No, there has NEVER been an incident where a "faithless elector" has changed an election, and in all of US history only 150 some odd times has an elector not voted as pledged (the electors are pledged to vote for the state winner). More than half of those were the result of a VP candidate dying before taking office, the rest involved Martin Van Buren and Civil War politics and was addressed by the passage of the 14th Amendment (among other things). In most states (GA, WY, AK, come to mind) the electors are required by law to vote as pledged. In some (like Michigan) the state has to power to override the vote of a faithless elector. The Constitution orders the states to appoint a number of electors equal to the number of Congressional Reps in such a way as the state may direct. All 50 states and 4 voting territories select electors from the political party whose candidate won the election. These are not a group of political elites, the are all Republicans or Democrats depending on who won.

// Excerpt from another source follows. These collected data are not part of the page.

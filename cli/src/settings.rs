use std::{
    fs,
    path::{Path, PathBuf},
    time::Duration,
};

use serde::Deserialize;
use thiserror::Error;

use crate::{
    core::wallet::{Chain, DataProvider, WalletConfig},
    resources::artifacts::{default_anchor, LocalArtifactStore, DEFAULT_READ_TIMEOUT},
};

/// The optional TOML settings file.
///
/// Relative `artifacts` paths are resolved against the directory holding
/// the settings file.
///
/// ```toml
/// strict = false
///
/// [artifacts]
/// dir = "../artifacts"
/// read_timeout_ms = 5000
///
/// [wallet]
/// app_name = "CryptoDevs DAO"
/// rpc_url = "https://rpc.sepolia.org"
/// ```
#[derive(Clone, Debug, Default, PartialEq, Deserialize)]
#[serde(default, deny_unknown_fields)]
pub struct Settings {
    pub strict: bool,
    pub artifacts: ArtifactsSettings,
    pub wallet: WalletSettings,
}

#[derive(Clone, Debug, Default, PartialEq, Deserialize)]
#[serde(default, deny_unknown_fields)]
pub struct ArtifactsSettings {
    /// The artifacts root itself. Takes precedence over `anchor`.
    pub dir: Option<PathBuf>,
    /// The directory the artifacts root is resolved from.
    pub anchor: Option<PathBuf>,
    pub read_timeout_ms: Option<u64>,
}

impl ArtifactsSettings {
    fn relative_to(&mut self, base: &Path) {
        for path in [&mut self.dir, &mut self.anchor].into_iter().flatten() {
            if path.is_relative() {
                *path = base.join(&*path);
            }
        }
    }
}

#[derive(Clone, Debug, Default, PartialEq, Deserialize)]
#[serde(default, deny_unknown_fields)]
pub struct WalletSettings {
    pub app_name: Option<String>,
    pub project_id: Option<String>,
    pub chain: Option<Chain>,
    pub rpc_url: Option<String>,
    pub auto_connect: Option<bool>,
}

#[derive(Error, Debug)]
pub enum SettingsError {
    #[error("ReadError: {}: {source}", .path.display())]
    Read {
        path: PathBuf,
        #[source]
        source: std::io::Error,
    },
    #[error("ParseError: {}: {source}", .path.display())]
    Parse {
        path: PathBuf,
        #[source]
        source: toml::de::Error,
    },
}

impl Settings {
    pub fn load(path: &Path) -> Result<Self, SettingsError> {
        let contents = fs::read_to_string(path).map_err(|source| SettingsError::Read {
            path: path.to_owned(),
            source,
        })?;
        let mut settings: Settings =
            toml::from_str(&contents).map_err(|source| SettingsError::Parse {
                path: path.to_owned(),
                source,
            })?;
        if let Some(base) = path.parent() {
            settings.artifacts.relative_to(base);
        }
        Ok(settings)
    }

    /// Loads the settings file if one is given, otherwise uses the defaults.
    pub fn load_or_default(path: Option<&Path>) -> Result<Self, SettingsError> {
        match path {
            Some(path) => Settings::load(path),
            None => Ok(Settings::default()),
        }
    }

    pub fn read_timeout(&self) -> Duration {
        self.artifacts
            .read_timeout_ms
            .map(Duration::from_millis)
            .unwrap_or(DEFAULT_READ_TIMEOUT)
    }

    pub fn artifact_store(&self) -> LocalArtifactStore {
        match (&self.artifacts.dir, &self.artifacts.anchor) {
            (Some(dir), _) => LocalArtifactStore::new(dir.clone(), self.read_timeout()),
            (None, Some(anchor)) => LocalArtifactStore::from_anchor(anchor, self.read_timeout()),
            (None, None) => LocalArtifactStore::from_anchor(&default_anchor(), self.read_timeout()),
        }
    }

    pub fn wallet_config(&self) -> WalletConfig {
        let defaults = WalletConfig::default();
        let wallet = &self.wallet;
        WalletConfig {
            app_name: wallet.app_name.clone().unwrap_or(defaults.app_name),
            project_id: wallet.project_id.clone().unwrap_or(defaults.project_id),
            chain: wallet.chain.unwrap_or(defaults.chain),
            provider: match &wallet.rpc_url {
                Some(url) => DataProvider::JsonRpc { url: url.clone() },
                None => defaults.provider,
            },
            auto_connect: wallet.auto_connect.unwrap_or(defaults.auto_connect),
        }
    }
}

Everyone stamps their feet and makes a stink about how undemocratic the EC is but that is hardly the case and it exists for a very good reason. Furthermore it is provided for by the Constitution so to get rid of it would require the amendment process. That means asking the smaller states to vote against the constitutional provision that protects them from the populous states. It simply will not happen.
I wasn't saying that a faithless elector had ever gotten the wrong person elected, just that some electors have voted against their their state's legislature. There's a list on Wikipedia with all of the faithless electors, I think.
Anyway, whet the Electoral College does is to give more voting "power" to some individuals that live in less populous states, so I don't see how you can argue that the EC isn't undemocratic. Of course, as you say, the EC won't be removed, ever.